Re: [PATCH v3 2/2] lsm,io_uring: add LSM hooks for io_uring_setup()

[Casey Schaufler <casey@schaufler-ca.com>]

On 1/28/2025 2:35 PM, Paul Moore wrote:
> On Mon, Jan 27, 2025 at 7:23 PM Casey Schaufler <casey@schaufler-ca.com> wrote:
>> On 1/27/2025 1:23 PM, Paul Moore wrote:
>>> On Mon, Jan 27, 2025 at 12:18 PM Casey Schaufler <casey@schaufler-ca.com> wrote:
>>>> On 1/27/2025 7:57 AM, Hamza Mahfooz wrote:
>>>>> It is desirable to allow LSM to configure accessibility to io_uring
>>>>> because it is a coarse yet very simple way to restrict access to it. So,
>>>>> add an LSM for io_uring_allowed() to guard access to io_uring.
>>>> I don't like this at all at all. It looks like you're putting in a hook
>>>> so that io_uring can easily deflect any responsibility for safely
>>>> interacting with LSMs.
>>> That's not how this works Casey, unless you're seeing something different?
>> Yes, it's just me being paranoid. When a mechanism is introduced that makes
>> it easy to disable a system feature in the LSM environment I start hearing
>> voices saying "You can't use security and the cool thing together", and the
>> developers of "the cool thing" wave hands and say "just disable it" and it
>> never gets properly integrated. I have seen this so many times it makes me
>> wonder how anything ever does get made to work in multiple configurations.
> While there is plenty of precedent regarding paranoia over kernel
> changes outside the LSM, and yes, I do agree that there are likely
> some configurations that aren't tested (or make little sense for that
> matter), I don't believe that to be the case here.  The proposed LSM
> hook is simply another access control, and it makes it much easier for
> LSMs without full and clear anonymous inode controls to apply access
> controls to io_uring.

I can't say I agree that it's an access control because although it is
specific to a process it isn't specific to an object. You can still access
the set of objects using other means. It is a mechanism control, preventing
use of io_uring entirely.

>>> This is an additional access control point for io_uring, largely to
>>> simplify what a LSM would need to do to help control a process' access
>>> to io_uring, it does not replace any of the io_uring LSM hooks or
>>> access control points.
>> What I see is "LSM xyzzy has an issue with io_uring? Just create a
>> io_uring_allowed() hook that always disables io_uring." LSM xyzzy never
>> gets attention from the io_uring developers because, as far as they care,
>> the problem is solved.
> To be honest, I wouldn't expect the io_uring developers (or any kernel
> subsystem maintainer outside the LSMs) to worry about a specific LSM.
> The io_uring developers should be focused on ensuring that the LSM
> hooks for io_uring are updated as necessary and called from all of the
> right locations as io_uring continues to evolve.  If there is a
> problem with LSM xyzzy because it provides a buggy LSM callback for
> the io_uring LSM hooks, that is a xyzzy issue not an io_uring issue.

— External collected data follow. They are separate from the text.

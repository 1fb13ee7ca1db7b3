//! ZIP archive writing.

use std::fs::{self, File, Metadata};
use std::io::{self, BufReader, Read, Write};
use std::path::Path;

use super::format::{
    self, CentralHeader, DataDescriptor, EndOfCentralDirectory, LocalHeader,
    VERSION_MADE_BY_UNIX, VERSION_NEEDED, flags, method,
};
use super::reader::copy_with_crc;
use super::{CodecError, CodecResult, CodecStats, CompressionMethod, DosDateTime, EntryPath, ZipOptions};

/// Entry count limit of the classic (non-ZIP64) end record.
const MAX_ENTRIES: usize = u16::MAX as usize - 1;

/// Per-entry metadata recorded in the archive.
#[derive(Debug, Clone, Copy, PartialEq, Eq)]
pub struct EntryMeta {
    /// Modification time.
    pub modified: DosDateTime,
    /// Unix mode including the file type bits.
    pub unix_mode: u32,
}

impl EntryMeta {
    /// Metadata for a regular file with mode `0644` and the DOS epoch as
    /// modification time.
    pub fn file() -> Self {
        Self {
            modified: DosDateTime::default(),
            unix_mode: format::unix_mode::REGULAR | 0o644,
        }
    }

    /// Metadata for a directory with mode `0755`.
    pub fn directory() -> Self {
        Self {
            modified: DosDateTime::default(),
            unix_mode: format::unix_mode::DIRECTORY | 0o755,
        }
    }

    /// Sets the modification time.
    pub fn modified(mut self, modified: DosDateTime) -> Self {
        self.modified = modified;
        self
    }

    /// Takes modification time and permissions from filesystem metadata.
    pub fn from_metadata(metadata: &Metadata) -> Self {
        let base = if metadata.is_dir() {
            Self::directory()
        } else {
            Self::file()
        };
        let modified = metadata
            .modified()
            .map(DosDateTime::from_system_time)
            .unwrap_or_default();

        #[cfg(unix)]
        let unix_mode = {
            use std::os::unix::fs::PermissionsExt;
            (base.unix_mode & format::unix_mode::TYPE_MASK)
                | (metadata.permissions().mode() & 0o7777)
        };
        #[cfg(not(unix))]
        let unix_mode = if metadata.permissions().readonly() {
            base.unix_mode & !0o222
        } else {
            base.unix_mode
        };

        Self {
            modified,
            unix_mode,
        }
    }

    fn is_dir(&self) -> bool {
        self.unix_mode & format::unix_mode::TYPE_MASK == format::unix_mode::DIRECTORY
    }
}

/// Writes a ZIP archive entry by entry.
///
/// The output only needs [`Write`], not [`Seek`](std::io::Seek). Entries
/// added with [`add_bytes`](Self::add_bytes) are compressed in memory and
/// written with their sizes in the local header. Entries added from a reader
/// or a file are streamed, and their sizes follow the data in a data
/// descriptor.
///
/// # Example
///
/// ```rust
/// use zipmount::codec::{EntryMeta, EntryPath, ZipWriter};
///
/// let mut writer = ZipWriter::new(Vec::new());
/// writer.add_directory(&EntryPath::new("docs")?, EntryMeta::directory())?;
/// writer.add_bytes(&EntryPath::new("docs/readme.txt")?, b"hello", EntryMeta::file())?;
/// let (stats, bytes) = writer.finish()?;
/// assert_eq!(stats.files, 1);
/// assert!(!bytes.is_empty());
/// # Ok::<(), zipmount::codec::CodecError>(())
/// ```
pub struct ZipWriter<W: Write> {
    sink: CountingWriter<W>,
    options: ZipOptions,
    central: Vec<CentralHeader>,
    comment: Vec<u8>,
    stats: CodecStats,
}

impl<W: Write> ZipWriter<W> {
    /// Creates a writer with default options.
    pub fn new(sink: W) -> Self {
        Self {
            sink: CountingWriter {
                inner: sink,
                written: 0,
            },
            options: ZipOptions::default(),
            central: Vec::new(),
            comment: Vec::new(),
            stats: CodecStats::default(),
        }
    }

    /// Sets the compression options for subsequent entries.
    pub fn options(mut self, options: ZipOptions) -> Self {
        self.options = options;
        self
    }

    /// Sets the archive comment.
    pub fn comment(mut self, comment: Vec<u8>) -> Self {
        self.comment = comment;
        self
    }

    /// Adds a directory entry.
    pub fn add_directory(&mut self, path: &EntryPath, meta: EntryMeta) -> CodecResult<()> {
        let meta = EntryMeta {
            unix_mode: format::unix_mode::DIRECTORY | (meta.unix_mode & 0o7777),
            ..meta
        };
        self.write_entry(path, &[], method::STORED, 0, 0, meta)?;
        self.stats.directories += 1;
        Ok(())
    }

    /// Adds a file entry with the given contents.
    pub fn add_bytes(&mut self, path: &EntryPath, data: &[u8], meta: EntryMeta) -> CodecResult<()> {
        let crc = crc32fast::hash(data);
        let compressed = compress(data, &self.options)?;
        let (method, payload) = match compressed.as_deref() {
            Some(packed) if packed.len() < data.len() => (method::DEFLATE, packed),
            _ => (method::STORED, data),
        };

        self.write_entry(path, payload, method, crc, data.len(), meta)?;
        self.stats.files += 1;
        self.stats.bytes += data.len() as u64;
        self.stats.compressed_bytes += payload.len() as u64;
        Ok(())
    }

    /// Adds a file entry whose contents are streamed from `reader`.
    ///
    /// Memory use does not depend on the entry size. With Deflate enabled the
    /// entry is always compressed, even when that does not make it smaller.
    pub fn add_reader<R: Read>(
        &mut self,
        path: &EntryPath,
        reader: R,
        meta: EntryMeta,
    ) -> CodecResult<()> {
        if self.central.len() >= MAX_ENTRIES {
            return Err(CodecError::UnsupportedFeature("ZIP64"));
        }
        let name = path.stored_name(false).into_bytes();
        let offset = self.offset32()?;
        let entry_flags = flags::UTF8 | flags::DATA_DESCRIPTOR;
        let method = stream_method(&self.options);

        LocalHeader {
            flags: entry_flags,
            method,
            modified: meta.modified,
            crc32: 0,
            compressed_size: 0,
            size: 0,
            name: name.clone(),
        }
        .write(&mut self.sink)?;

        let data_start = self.sink.written;
        let (size, crc32) = stream_entry(reader, &mut self.sink, method, &self.options)?;
        let compressed = self.sink.written - data_start;

        let size = u32::try_from(size).map_err(|_| CodecError::UnsupportedFeature("ZIP64"))?;
        let compressed_size =
            u32::try_from(compressed).map_err(|_| CodecError::UnsupportedFeature("ZIP64"))?;
        DataDescriptor {
            crc32,
            compressed_size,
            size,
        }
        .write(&mut self.sink)?;

        self.central.push(CentralHeader {
            version_made_by: VERSION_MADE_BY_UNIX,
            version_needed: VERSION_NEEDED,
            flags: entry_flags,
            method,
            modified: meta.modified,
            crc32,
            compressed_size,
            size,
            disk_start: 0,
            internal_attributes: 0,
            external_attributes: meta.unix_mode << 16,
            local_header_offset: offset,
            name,
            extra: Vec::new(),
            comment: Vec::new(),
        });
        self.stats.files += 1;
        self.stats.bytes += u64::from(size);
        self.stats.compressed_bytes += compressed;
        Ok(())
    }

    /// Adds a file or directory from the filesystem.
    ///
    /// Symbolic links are followed; the link target's contents are stored.
    /// File contents are streamed, see [`add_reader`](Self::add_reader).
    pub fn add_path(&mut self, source: &Path, path: &EntryPath) -> CodecResult<()> {
        let metadata = fs::metadata(source)?;
        let meta = EntryMeta::from_metadata(&metadata);
        if metadata.is_dir() {
            return self.add_directory(path, meta);
        }

        if metadata.len() > u64::from(u32::MAX) {
            return Err(CodecError::UnsupportedFeature("ZIP64"));
        }
        if metadata.len() == 0 {
            return self.add_bytes(path, &[], meta);
        }
        let file = BufReader::new(File::open(source)?);
        self.add_reader(path, file, meta)
    }

    /// Writes the central directory and end record.
    ///
    /// Returns the accumulated statistics and the underlying writer.
    pub fn finish(mut self) -> CodecResult<(CodecStats, W)> {
        if self.comment.len() > u16::MAX as usize {
            return Err(CodecError::InvalidFormat("archive comment too long".into()));
        }
        let cd_offset = self.offset32()?;
        for header in &self.central {
            header.write(&mut self.sink)?;
        }
        let cd_size = u32::try_from(self.sink.written - u64::from(cd_offset))
            .map_err(|_| CodecError::UnsupportedFeature("ZIP64"))?;

        let count = self.central.len() as u16;
        EndOfCentralDirectory {
            disk_number: 0,
            central_directory_disk: 0,
            entries_on_disk: count,
            total_entries: count,
            central_directory_size: cd_size,
            central_directory_offset: cd_offset,
            comment: std::mem::take(&mut self.comment),
        }
        .write(&mut self.sink)?;

        self.sink.flush()?;
        Ok((self.stats, self.sink.inner))
    }

    fn write_entry(
        &mut self,
        path: &EntryPath,
        payload: &[u8],
        method: u16,
        crc32: u32,
        size: usize,
        meta: EntryMeta,
    ) -> CodecResult<()> {
        if self.central.len() >= MAX_ENTRIES {
            return Err(CodecError::UnsupportedFeature("ZIP64"));
        }
        let size = u32::try_from(size).map_err(|_| CodecError::UnsupportedFeature("ZIP64"))?;
        let compressed_size =
            u32::try_from(payload.len()).map_err(|_| CodecError::UnsupportedFeature("ZIP64"))?;
        let is_dir = meta.is_dir();
        let name = path.stored_name(is_dir).into_bytes();
        let offset = self.offset32()?;

        LocalHeader {
            flags: flags::UTF8,
            method,
            modified: meta.modified,
            crc32,
            compressed_size,
            size,
            name: name.clone(),
        }
        .write(&mut self.sink)?;
        self.sink.write_all(payload)?;

        let mut external_attributes = meta.unix_mode << 16;
        if is_dir {
            external_attributes |= format::DOS_DIRECTORY_ATTRIBUTE;
        }

        self.central.push(CentralHeader {
            version_made_by: VERSION_MADE_BY_UNIX,
            version_needed: VERSION_NEEDED,
            flags: flags::UTF8,
            method,
            modified: meta.modified,
            crc32,
            compressed_size,
            size,
            disk_start: 0,
            internal_attributes: 0,
            external_attributes,
            local_header_offset: offset,
            name,
            extra: Vec::new(),
            comment: Vec::new(),
        });
        Ok(())
    }

    fn offset32(&self) -> CodecResult<u32> {
        u32::try_from(self.sink.written).map_err(|_| CodecError::UnsupportedFeature("ZIP64"))
    }
}

/// Compresses `data` according to `options`.
///
/// Returns `None` when the entry should be stored.
#[cfg(feature = "deflate")]
fn compress(data: &[u8], options: &ZipOptions) -> io::Result<Option<Vec<u8>>> {
    use flate2::Compression;
    use flate2::write::DeflateEncoder;

    if options.method != CompressionMethod::Deflate || data.is_empty() {
        return Ok(None);
    }
    let mut encoder = DeflateEncoder::new(
        Vec::with_capacity(data.len() / 2),
        Compression::new(options.level),
    );
    encoder.write_all(data)?;
    encoder.finish().map(Some)
}

#[cfg(not(feature = "deflate"))]
fn compress(_data: &[u8], options: &ZipOptions) -> io::Result<Option<Vec<u8>>> {
    if options.method == CompressionMethod::Deflate {
        log::debug!("Deflate support is disabled, storing entry uncompressed");
    }
    Ok(None)
}

/// Method used for streamed entries.
fn stream_method(options: &ZipOptions) -> u16 {
    if cfg!(feature = "deflate") && options.method == CompressionMethod::Deflate {
        method::DEFLATE
    } else {
        method::STORED
    }
}

/// Copies `reader` into `sink` with `method`.
///
/// Returns the uncompressed length and its CRC-32.
#[cfg(feature = "deflate")]
fn stream_entry<R: Read, W: Write>(
    reader: R,
    sink: &mut W,
    method: u16,
    options: &ZipOptions,
) -> io::Result<(u64, u32)> {
    use flate2::Compression;
    use flate2::write::DeflateEncoder;

    if method != method::DEFLATE {
        return copy_with_crc(reader, sink);
    }
    let mut encoder = DeflateEncoder::new(sink, Compression::new(options.level));
    let result = copy_with_crc(reader, &mut encoder)?;
    encoder.finish()?;
    Ok(result)
}

#[cfg(not(feature = "deflate"))]
fn stream_entry<R: Read, W: Write>(
    reader: R,
    sink: &mut W,
    _method: u16,
    _options: &ZipOptions,
) -> io::Result<(u64, u32)> {
    copy_with_crc(reader, sink)
}

/// Tracks the number of bytes written so header offsets are known without
/// seeking.
struct CountingWriter<W> {
    inner: W,
    written: u64,
}

impl<W: Write> Write for CountingWriter<W> {
    fn write(&mut self, buf: &[u8]) -> io::Result<usize> {
        let n = self.inner.write(buf)?;
        self.written += n as u64;
        Ok(n)
    }

    fn flush(&mut self) -> io::Result<()> {
        self.inner.flush()
    }
}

I'm much more concerned about bugs in io_uring than in xyzzy. The io_uring
people have been pretty good about addressing LSM issues, so it's not
a huge deal, but I never like seeing switches to turn off features because
security is active.

If no one else shares my concern you can put my comments down to the
ravings of the lunatic fringe and ignore them.